If running as a web app is not a requirement then the decision is a no-brainer - WPF all the way.
Has anyone implemented a new application using WPF recently, and if so, what drove you to that decision: Well since WPF was desktop only (or browser based using XBAPS - but that was more a deployment system than a real system) that was a good reason to it.
"Would your decision have changed had you made it now, and if not, why?" - No Silverlight, even on the desktop in v3, is still highly sandboxed and so certain functions are going to be hard/impossible to do due to the sandbox. Also the ability to use DirectX parts in WPF will still give another optimisation area which Silverlight and it's 3d won't be able to use.
It's worth noting that Silverlight's 3D is not the full 3D support of WPF, but only projection of 2D into 3D - i.e. take the 2D plane and allow rotation in X, Y & Z directions. WPF has full 3D modelling with materials, view ports, lighting and camera positional support etc.
I'm well along in the development of our first WPF app for release. Silverlight 3 looks great, but for this application I would still have chosen WPF. The application centers around presenting and manipulating very large sets of images hosted on a central server on our clients' networks. Additionally, the software update/change rate will be minimal. Mass import of new images from a local drive, no Internet connectivity requirements, performance concerns, etc. make this a project well suited for WPF.

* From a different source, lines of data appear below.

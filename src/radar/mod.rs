use crate::contact::NearbyContact;
use crate::geo::Coordinate;
use serde::Serialize;
use std::f64::consts::FRAC_PI_2;


/// Largest amount a displayed distance can exceed the exact one by
const ROUNDING_SLACK_KM: f64 = 0.005;

/// Circular plotting area in pixel space
#[derive(Debug, Clone, Copy, PartialEq, Serialize)]
#[serde(rename_all = "camelCase")]
pub struct RadarSurface {
    pub center_x: f64,
    pub center_y: f64,
    pub max_radius_px: f64,
}

impl RadarSurface {
    /// Square surface of `size_px` with the disc inset by `padding_px`
    pub fn square(size_px: f64, padding_px: f64) -> Self {
        let half = size_px / 2.0;
        Self {
            center_x: half,
            center_y: half,
            max_radius_px: (half - padding_px).max(0.0),
        }
    }
}

/// A contact placed on the radar
#[derive(Debug, Clone, PartialEq, Serialize)]
#[serde(rename_all = "camelCase")]
pub struct RadarBlip {
    pub x: f64,
    pub y: f64,
    /// Bearing from the user in degrees, clockwise from north
    pub bearing_deg: f64,
    pub contact: NearbyContact,
}

/// Place nearby contacts on the radar disc.
///
/// The bearing treats degree differences as flat (`atan2(Δlon, Δlat)`), so it
/// is only good for visual placement. North maps to screen up and pixel
/// distance scales linearly with `distance_km / radius_km`. Entries beyond the
/// radius are dropped; since `distance_km` is rounded, an entry up to half a
/// display unit past the radius is kept and drawn on the rim.
pub fn project(
    user: Coordinate,
    nearby: &[NearbyContact],
    surface: &RadarSurface,
    radius_km: f64,
) -> Vec<RadarBlip> {
    if radius_km <= 0.0 {
        return Vec::new();
    }

    nearby
        .iter()
        .filter(|n| n.distance_km <= radius_km + ROUNDING_SLACK_KM)
        .map(|n| {
            let d_lat = n.contact.position.latitude - user.latitude;
            let d_lon = n.contact.position.longitude - user.longitude;
            let bearing = d_lon.atan2(d_lat);

            let r = (n.distance_km / radius_km).min(1.0) * surface.max_radius_px;
            let screen_angle = bearing - FRAC_PI_2;

            RadarBlip {
                x: surface.center_x + r * screen_angle.cos(),
                y: surface.center_y + r * screen_angle.sin(),
                bearing_deg: bearing.to_degrees().rem_euclid(360.0),
                contact: n.clone(),
            }
        })
        .collect()
}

One of our upcoming projects, however, will require many remote users to access a single data store on our network. The data they work with requires significant validation and error handling, so running that code locally is ideal. They will need the ability to work both on and offline and remain in synch (probably with SQL Data Services). SLOOB (Silverlight Out Of the Browser) will most likely be our choice for that one so they can have all the Silverlight advantages but use it like a regularly installed application, even without an Internet connection.
Both formats have their place: the trick will be to avoid using Silverlight for everything - we have more tools than just 1 hammer. :-)
Another difference is that with SL you only have one 'window', you can't have dialogs (they can be simulated but their size is limited to the main window) and you can't add multi monitor support.
If you have to interact with existing business applications (e.g. open a document in the archive viewer) you need to use WPF.
I recently have built several internal tool using wpf, and I chose it simply because It was easier for me coming from win32 work. I don't really think that the differences are major, and really... everything i have seen/heard indicates that porting between wpf and silverlight is quite easy.
Storage: You only have 25MB of isolated storage out-of-browser. If I remember correctly from some mix09 video, this limit is lower if your app is in-browser.
http://bliny.net/blog/post/Out-of-Browser-with-Silverlight-3.aspx
No FlowDocument: So there are limitations there too.